Concerns centered around: low barriers to entry, copyright issues and the risk of someone else owning the data. While all are legitimate concerns, none seems to have derailed the mashup phenomenon.
So what’s going on? Do developers no longer care about making money? Hardly.
Time has proven mashups to be a viable business model. The risks are still there, so don’t expect to see a mashup become the next Microsoft, but the rewards are very real as well.
Yes there are risks–the low barriers to entry, copyright issues and lack of control of the data mentioned above. Low barriers to entry work both ways, so while it may be easy for others to copy you, it did not take much for you to get started and generate first-mover awareness. If you are making money off of someone else’s data, you should expect to share the proceeds, but rationality seems to be prevailing after the recording industry’s counter-productive litigation barrage. Lastly, it is always a risk to build a business on things you don’t control, but without a lot of capital at risk, risk-adverse, nay-saying investors aren’t a big part of the equation. Yes, Amazon or Google might decide they can do the same thing you do, but with hundreds of great mashups, they can’t do them all. If you generate significant traffic, they might decide partnering or acquisition is the more appropriate strategy. There are worse outcomes.

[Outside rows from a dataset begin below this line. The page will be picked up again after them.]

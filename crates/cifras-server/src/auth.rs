//! Admin session auth and the local-network guard.
//!
//! An admin logs in once with the configured username and password; the
//! server answers with a random session token, also set as an `HttpOnly`
//! cookie. Later admin calls present the token either as
//! `Authorization: Bearer <token>` or through the cookie. When both are
//! present the bearer token is the one checked.

use std::{
  collections::HashSet,
  net::{IpAddr, SocketAddr},
  sync::Arc,
};

use argon2::{
  Argon2, PasswordHash, PasswordHasher, PasswordVerifier, password_hash::SaltString,
};
use axum::{
  Json,
  extract::{ConnectInfo, FromRequestParts, Request, State},
  http::{HeaderMap, StatusCode, header, request::Parts},
  middleware::Next,
  response::{IntoResponse, Response},
};
use base64::{Engine as _, engine::general_purpose::URL_SAFE_NO_PAD};
use rand_core::{OsRng, RngCore};
use serde::Deserialize;
use serde_json::json;
use tokio::sync::Mutex;
use tracing::{info, warn};

use crate::error::Error;

/// Name of the session cookie.
pub const SESSION_COOKIE: &str = "cifras_session";

const TOKEN_BYTES: usize = 32;

/// Credentials accepted for the admin surface.
#[derive(Clone)]
pub struct AuthConfig {
  pub username:      String,
  /// PHC string produced by argon2, e.g. `$argon2id$v=19$…`. Empty disables
  /// login.
  pub password_hash: String,
}

impl AuthConfig {
  pub fn verify(&self, username: &str, password: &str) -> Result<(), Error> {
    if username != self.username {
      return Err(Error::Unauthorized);
    }
    let parsed = PasswordHash::new(&self.password_hash).map_err(|_| Error::Unauthorized)?;
    Argon2::default()
      .verify_password(password.as_bytes(), &parsed)
      .map_err(|_| Error::Unauthorized)
  }
}

/// PHC string for `admin_password_hash`, with a fresh random salt.
pub fn hash_password(password: &str) -> Result<String, argon2::password_hash::Error> {
  let salt = SaltString::generate(&mut OsRng);
  Ok(Argon2::default().hash_password(password.as_bytes(), &salt)?.to_string())
}

// ─── Sessions ─────────────────────────────────────────────────────────────────

/// Tokens issued by login and not yet revoked. Lives for the process only.
#[derive(Clone, Default)]
pub struct Sessions(Arc<Mutex<HashSet<String>>>);

impl Sessions {
  pub async fn issue(&self) -> String {
    let mut bytes = [0u8; TOKEN_BYTES];
    OsRng.fill_bytes(&mut bytes);
    let token = URL_SAFE_NO_PAD.encode(bytes);
    self.0.lock().await.insert(token.clone());
    token
  }

  pub async fn contains(&self, token: &str) -> bool { self.0.lock().await.contains(token) }

  /// Returns whether the token was live.
  pub async fn revoke(&self, token: &str) -> bool { self.0.lock().await.remove(token) }
}

/// Everything the admin guards need; the state of the auth routes and
/// middleware.
#[derive(Clone)]
pub struct AdminGate {
  /// When set, every admin endpoint answers 403.
  pub production:  bool,
  pub credentials: Arc<AuthConfig>,
  pub sessions:    Sessions,
}

impl AdminGate {
  pub fn new(credentials: AuthConfig, production: bool) -> Self {
    Self { production, credentials: Arc::new(credentials), sessions: Sessions::default() }
  }
}

// ─── Request inspection ───────────────────────────────────────────────────────

/// Loopback (v4 or v6) or an RFC 1918 IPv4 address.
pub fn is_local(ip: IpAddr) -> bool {
  match ip.to_canonical() {
    IpAddr::V4(v4) => v4.is_loopback() || v4.is_private(),
    IpAddr::V6(v6) => v6.is_loopback(),
  }
}

fn bearer(headers: &HeaderMap) -> Option<&str> {
  headers
    .get(header::AUTHORIZATION)?
    .to_str()
    .ok()?
    .strip_prefix("Bearer ")
    .map(str::trim)
}

fn cookie(headers: &HeaderMap) -> Option<&str> {
  headers
    .get_all(header::COOKIE)
    .iter()
    .filter_map(|v| v.to_str().ok())
    .flat_map(|v| v.split(';'))
    .filter_map(|pair| pair.trim().split_once('='))
    .find(|(name, _)| *name == SESSION_COOKIE)
    .map(|(_, value)| value)
}

/// The token a request presents: bearer first, cookie otherwise.
pub fn session_token(headers: &HeaderMap) -> Option<&str> {
  bearer(headers).or_else(|| cookie(headers)).filter(|t| !t.is_empty())
}

fn session_cookie(token: &str, max_age: Option<u32>) -> String {
  let mut c = format!("{SESSION_COOKIE}={token}; Path=/api/admin; HttpOnly; SameSite=Strict");
  if let Some(age) = max_age {
    c.push_str(&format!("; Max-Age={age}"));
  }
  c
}

// ─── Extractors ───────────────────────────────────────────────────────────────

/// Present in a handler or middleware means the request came from the local
/// network and the server is not in production mode.
pub struct LocalNetwork;

impl FromRequestParts<AdminGate> for LocalNetwork {
  type Rejection = Error;

  async fn from_request_parts(parts: &mut Parts, gate: &AdminGate) -> Result<Self, Error> {
    if gate.production {
      return Err(Error::Forbidden("administración deshabilitada en producción"));
    }
    let ConnectInfo(addr) = ConnectInfo::<SocketAddr>::from_request_parts(parts, gate)
      .await
      .map_err(|_| Error::Forbidden("dirección remota desconocida"))?;
    if !is_local(addr.ip()) {
      warn!(remote = %addr, "admin request from outside the local network");
      return Err(Error::Forbidden("administración solo desde la red local"));
    }
    Ok(LocalNetwork)
  }
}

/// Present means the request carries a live session token.
pub struct AdminSession;

impl FromRequestParts<AdminGate> for AdminSession {
  type Rejection = Error;

  async fn from_request_parts(parts: &mut Parts, gate: &AdminGate) -> Result<Self, Error> {
    let token = session_token(&parts.headers).ok_or(Error::Unauthorized)?;
    if gate.sessions.contains(token).await {
      Ok(AdminSession)
    } else {
      Err(Error::Unauthorized)
    }
  }
}

// ─── Middleware ───────────────────────────────────────────────────────────────

pub async fn require_local(_: LocalNetwork, req: Request, next: Next) -> Response {
  next.run(req).await
}

pub async fn require_session(_: AdminSession, req: Request, next: Next) -> Response {
  next.run(req).await
}

// ─── Handlers ─────────────────────────────────────────────────────────────────

#[derive(Debug, Deserialize)]
pub struct Login {
  pub username: String,
  pub password: String,
}

/// `POST /api/admin/login`, body: `{"username":"..","password":".."}`
pub async fn login(
  State(gate): State<AdminGate>,
  Json(body): Json<Login>,
) -> Result<Response, Error> {
  if let Err(e) = gate.credentials.verify(&body.username, &body.password) {
    warn!(username = %body.username, "admin login rejected");
    return Err(e);
  }
  let token = gate.sessions.issue().await;
  info!(username = %body.username, "admin session opened");
  Ok(
    (
      [(header::SET_COOKIE, session_cookie(&token, None))],
      Json(json!({ "token": token })),
    )
      .into_response(),
  )
}

/// `POST /api/admin/logout`: revokes the presented token, if any.
pub async fn logout(State(gate): State<AdminGate>, headers: HeaderMap) -> Response {
  if let Some(token) = session_token(&headers)
    && gate.sessions.revoke(token).await
  {
    info!("admin session closed");
  }
  (StatusCode::NO_CONTENT, [(header::SET_COOKIE, session_cookie("", Some(0)))]).into_response()
}

/// `GET /api/admin/check`
pub async fn check(State(gate): State<AdminGate>, headers: HeaderMap) -> Json<serde_json::Value> {
  let authenticated = match session_token(&headers) {
    Some(token) => gate.sessions.contains(token).await,
    None => false,
  };
  Json(json!({ "authenticated": authenticated }))
}

#[cfg(test)]
mod tests {
  use std::net::{Ipv4Addr, Ipv6Addr};

  use axum::http::HeaderValue;

  use super::*;

  fn hashed(password: &str) -> AuthConfig {
    AuthConfig { username: "admin".to_string(), password_hash: hash_password(password).unwrap() }
  }

  fn headers(pairs: &[(header::HeaderName, &str)]) -> HeaderMap {
    let mut h = HeaderMap::new();
    for (k, v) in pairs {
      h.append(k.clone(), HeaderValue::from_str(v).unwrap());
    }
    h
  }

  #[test]
  fn verifies_username_and_password() {
    let auth = hashed("secret");
    assert!(auth.verify("admin", "secret").is_ok());
    assert!(matches!(auth.verify("admin", "wrong"), Err(Error::Unauthorized)));
    assert!(matches!(auth.verify("root", "secret"), Err(Error::Unauthorized)));
  }

  #[test]
  fn empty_hash_disables_login() {
    let auth = AuthConfig { username: "admin".into(), password_hash: String::new() };
    assert!(matches!(auth.verify("admin", ""), Err(Error::Unauthorized)));
  }

  #[test]
  fn local_addresses() {
    assert!(is_local(IpAddr::V4(Ipv4Addr::LOCALHOST)));
    assert!(is_local(IpAddr::V4(Ipv4Addr::new(10, 1, 2, 3))));
    assert!(is_local(IpAddr::V4(Ipv4Addr::new(172, 20, 0, 1))));
    assert!(is_local(IpAddr::V4(Ipv4Addr::new(192, 168, 1, 40))));
    assert!(is_local(IpAddr::V6(Ipv6Addr::LOCALHOST)));
    assert!(is_local(IpAddr::V6(Ipv4Addr::new(192, 168, 0, 9).to_ipv6_mapped())));

    assert!(!is_local(IpAddr::V4(Ipv4Addr::new(172, 32, 0, 1))));
    assert!(!is_local(IpAddr::V4(Ipv4Addr::new(8, 8, 8, 8))));
    assert!(!is_local(IpAddr::V6("2001:db8::1".parse().unwrap())));
  }

  #[test]
  fn bearer_wins_over_cookie() {
    let h = headers(&[
      (header::AUTHORIZATION, "Bearer from-header"),
      (header::COOKIE, "theme=dark; cifras_session=from-cookie"),
    ]);
    assert_eq!(session_token(&h), Some("from-header"));

    let h = headers(&[(header::COOKIE, "theme=dark; cifras_session=from-cookie")]);
    assert_eq!(session_token(&h), Some("from-cookie"));

    let h = headers(&[(header::AUTHORIZATION, "Basic abc"), (header::COOKIE, "theme=dark")]);
    assert_eq!(session_token(&h), None);
  }

  #[tokio::test]
  async fn sessions_issue_and_revoke() {
    let sessions = Sessions::default();
    let a = sessions.issue().await;
    let b = sessions.issue().await;
    assert_ne!(a, b);
    assert_eq!(a.len(), 43);
    assert!(sessions.contains(&a).await);
    assert!(sessions.revoke(&a).await);
    assert!(!sessions.contains(&a).await);
    assert!(!sessions.revoke(&a).await);
    assert!(sessions.contains(&b).await);
  }
}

Each of the three primary mashup business models–advertising, lead generation and transactional–shows promise. To the extent that you are able to surround your mashup with things that are not easily copied–brand, community, etc.–the better off you’ll be.
At this point, advertising is the most fully exploited of the business models. This is largely due to the ease with which map data can be mashed with other types of data. Think Zillow, WeatherBonk, StripClubMaps, Wheel of Lunch and others. Maps, in fact, make up 45-50% of mashups. Map data is both highly useful and easily monetized because map data adds a very useful layer of locations and context. With half of all advertising dollars focused on local spends, mashup applications provide an ideal venue for reaching a local market. Toss AdSense into the mix, and you have the necessary delivery mechanism. In short, you have an entire system. Looking beyond maps, social networks seem the next great reservoir of opportunity, but rest assured that there will be others.
You create a mashup site, and then refer people somewhere for a referral or affiliate fee. There are lots of affiliate models out there, and mashups are just another implementation of a tried and true business model. A couple of examples of lead generating mashups are: GeoPrism and eBay’s Dude, Where’s My Used Car.
There aren’t as many mashups at this point that conduct actual transactions, but expect an increasing stream. Reliability, performance, scalability and all the other concerns of a transactional application are more relevant than with the other types of mashups. The transactional elements often cause transactional mashups to appear less obviously a mashup, so you could be using a mashup without even knowing it. Transactional mashups are also more likely to tread on the toes of someone else’s business model. Amazon Lite, a site that combined Amazon, iTunes and Netflix, got cease and desist letters and had to remove the iTunes and Netflix components. The conflict is more real even though, paradoxically, it is the only one of the models that directly generates revenue for the content owner.
The negatives aside, there is a lot of potential here, so expect more and more people to figure out how to make a go of it.
The mashup environment will continue to evolve and change, opening new opportunities while closing off some others. The more you are able to build a brand or otherwise generate unique value around your mashup, the more staying power you’ll have down the road.